What are A and B? I don't think your question can be answered without knowing that detail. If they are truly at identical voltages, current flow from one to the other will be small or zero, in which case you can indeed parallel them to combine the current available. Just like using two batteries in parallel.

But a small voltage difference might cause an unacceptable imbalance. If they are power supplies that include some ripple in their output, undesirable things can happen when you connect them.

Power A and Power B are basically adaptors that have same Volts but a lil bit different in Amps.

I'm rarely going to use both adaptors at the same time, mostly I'm going to use only one adaptor at a given time.

What I was trying to do is to minimize loss in Ampere because mostly I'm going to use one Power at a time...and because of that the junction of the parallel is gonna reduce the Ampere...right? That's why I think Scheme 1 is better than Scheme 2.
Am I having a wrong idea about this?

 

I'm rarely going to use both adaptors at the same time, mostly I'm going to use only one adaptor at a given time.

Change the highlighted words to never and always, and you're done.

...and because of that the junction of the parallel is gonna reduce the Ampere...right?

In general, no.
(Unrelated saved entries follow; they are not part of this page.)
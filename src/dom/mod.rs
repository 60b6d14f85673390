//! Mutable HTML DOM used by block decorators.
//!
//! Pages are parsed with html5ever into an arena ([`ArenaDom`]), queried
//! with CSS selectors, mutated in place and serialized back to markup.
//!
//! ```
//! use quotecraft::dom::{parse_html, select, outer_html};
//!
//! let mut dom = parse_html(r#"<div class="quote"><div>Hi</div></div>"#);
//! let block = select(&dom, ".quote").unwrap()[0];
//! dom.add_class(block, "animate-in");
//! assert_eq!(
//!     outer_html(&dom, block),
//!     r#"<div class="quote animate-in"><div>Hi</div></div>"#
//! );
//! ```

mod arena;
mod element_ref;
mod serialize;
mod tree_sink;

pub use arena::{ArenaDom, ArenaNode, ArenaNodeData, ArenaNodeId, Attribute, ChildrenIter};
pub use element_ref::{ElementRef, PageSelectors, parse_selector_list, select, select_first};
pub use serialize::{escape_attr, escape_text, inner_html, outer_html, serialize_html};

use std::borrow::Cow;

use html5ever::driver::ParseOpts;
use html5ever::parse_document;
use html5ever::tendril::TendrilSink;

use tree_sink::ArenaSink;

/// Parse a full document or a bare fragment. Fragments end up inside the
/// implied `<body>`, exactly as a browser would place them.
pub fn parse_html(html: &str) -> ArenaDom {
    let sink = ArenaSink::new();
    parse_document(sink, ParseOpts::default())
        .from_utf8()
        .one(html.as_bytes())
        .into_dom()
}

/// Decode page bytes, honoring a `<meta charset>` declaration when the
/// bytes are not valid UTF-8.
pub fn decode_html_bytes(html: &[u8]) -> Cow<'_, str> {
    let hint = crate::util::extract_meta_charset(html);
    crate::util::decode_text(html, hint)
}

/// Parse page bytes. See [`decode_html_bytes`].
pub fn parse_html_bytes(html: &[u8]) -> ArenaDom {
    parse_html(&decode_html_bytes(html))
}

/// Whether `html` is a whole document rather than a fragment: past any
/// BOM, whitespace and comments it opens with a doctype or an `<html>`,
/// `<head>` or `<body>` tag.
pub fn is_document_markup(html: &str) -> bool {
    let mut rest = html.trim_start_matches('\u{feff}');
    loop {
        rest = rest.trim_start();
        let Some(after) = rest.strip_prefix("<!--") else {
            break;
        };
        match after.find("-->") {
            Some(end) => rest = &after[end + 3..],
            None => return false,
        }
    }

    let bytes = rest.as_bytes();
    starts_with_ignore_case(bytes, b"<!doctype")
        || ["html", "head", "body"]
            .iter()
            .any(|tag| opens_tag(bytes, tag.as_bytes()))
}

fn starts_with_ignore_case(bytes: &[u8], prefix: &[u8]) -> bool {
    bytes.len() >= prefix.len() && bytes[..prefix.len()].eq_ignore_ascii_case(prefix)
}

fn opens_tag(bytes: &[u8], name: &[u8]) -> bool {
    let Some(rest) = bytes.strip_prefix(b"<") else {
        return false;
    };
    if !starts_with_ignore_case(rest, name) {
        return false;
    }
    // `<header>` is not `<head>`.
    rest.get(name.len())
        .is_none_or(|&b| b == b'>' || b == b'/' || b.is_ascii_whitespace())
}

/// Serialize a fragment parse: the contents of the implied `<head>` and
/// `<body>`, without the wrapper elements the parser added.
pub fn serialize_fragment(dom: &ArenaDom) -> String {
    ["head", "body"]
        .iter()
        .filter_map(|tag| dom.find_by_tag(tag))
        .map(|id| inner_html(dom, id))
        .collect()
}

/// Serialize `dom` in the shape of the `source` it was parsed from: a full
/// document stays a document, a fragment comes back as a fragment.
pub fn serialize_like(dom: &ArenaDom, source: &str) -> String {
    if is_document_markup(source) {
        serialize_html(dom)
    } else {
        serialize_fragment(dom)
    }
}

/// The `<body>` element, if the parser produced one.
pub fn body(dom: &ArenaDom) -> Option<ArenaNodeId> {
    dom.find_by_tag("body")
}

#[cfg(test)]
mod tests {
    use super::*;

    #[test]
    fn test_document_markup_detection() {
        assert!(is_document_markup("<!DOCTYPE html><p>x</p>"));
        assert!(is_document_markup("\u{feff}\n  <!-- saved --> <html lang=en>"));
        assert!(is_document_markup("<HEAD><title>t</title></HEAD>"));
        assert!(is_document_markup("<body>"));

        assert!(!is_document_markup(r#"<div class="quote"></div>"#));
        assert!(!is_document_markup("<header>Top</header>"));
        assert!(!is_document_markup("plain text"));
        assert!(!is_document_markup("<!-- unterminated <html>"));
    }

    #[test]
    fn test_fragment_serializes_without_wrappers() {
        let source = r#"<div class="quote"><div>Hi</div></div> tail"#;
        let dom = parse_html(source);
        assert_eq!(serialize_like(&dom, source), source);
    }

    #[test]
    fn test_document_serializes_whole() {
        let source = "<!DOCTYPE html><html><head></head><body><p>x</p></body></html>";
        let dom = parse_html(source);
        assert_eq!(serialize_like(&dom, source), source);
    }
}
Adding power in parallel increases available current as long as there is not a lot of current flowing from one to the other.

 

Change the highlighted words to never and always, and you're done.

Okay, I will do that. But which scheme is more efficient?

In general, no. Adding power in parallel increases available current as long as there is not a lot of current flowing from one to the other.

But I'm not going to add power, as I'm going to use only one power each time.

I think I'm not clear enough. The parallel cables will always be connected to the device. The adaptors can only be switch off the wall, but not unpluged from the device.

Because only one power is on at a given time, there will only be 2 situations...

Situation 1:
Power A (on) ------>---x--->- device
....................................|
Power B (off) ------<---|
Power A is on; Power B is off the wall (no current flow from Power B, so any current from Power A will flow to Power B) but the adaptor and cables are still connected to the device.
Because no current flow from Power B, the current from Power A is divided to device and to Power B.

Situation B:
Power A (off)------<---x--->- device
...................................|
Power B (on)------>---|
Power A is off the wall, so no current flow from Power A (the Power A adaptor and cables are still connected to the device tho); Power B is on.
The other way around from Situation A, current from Power B is gonna flow to device and to Power A.

If both Power A and B have output 2mA, in Situation A and B the device will get 1mA only, right?


In Scheme 2:
Power A (off)-x---->---x--->-- device
.....................^...........|
.....................|............^
Power B (on)-x---->---|
Now, with this scheme (additional cable that connects Power A and Power B)...if Power B output is 2mA, the device will get 1.5mA...considering the other scheme only gives 1mA to the device.

So it means the last scheme is better to minimize Ampere loss, right?
Thank you so much and sorry for not able to explain things clearly.

 

The answer depends on the specific nature of the two adaptors.

If they are conventional DC wall-warts (transformer + full bridge rectifier + capacitor), your scheme will work fine since no reverse current will flow to the secondary coil of the transformer. Current is blocked by the rectifier diodes.

Modern power adapters tend to be switched mode power supplies (SMPS). These are lighter, smaller and more efficient, and tend to have a better regulated voltage output.

I'm not skilled enough to speculate how a SMPS would handle a voltage applied to its output while it is "off". It might also be fine, since this happens in normal usage, but you'll need confirmation.

One thing you could do is test it for yourself if you have a multimeter. Put your meter in ammeter mode and put the meter leads in series with a AA battery and the poles of your (unplugged) adapter, battery + to adapter +. If there is reverse current flowing when you make the connection, that's your answer.

 

Thank you, wayneh. I will get on to it.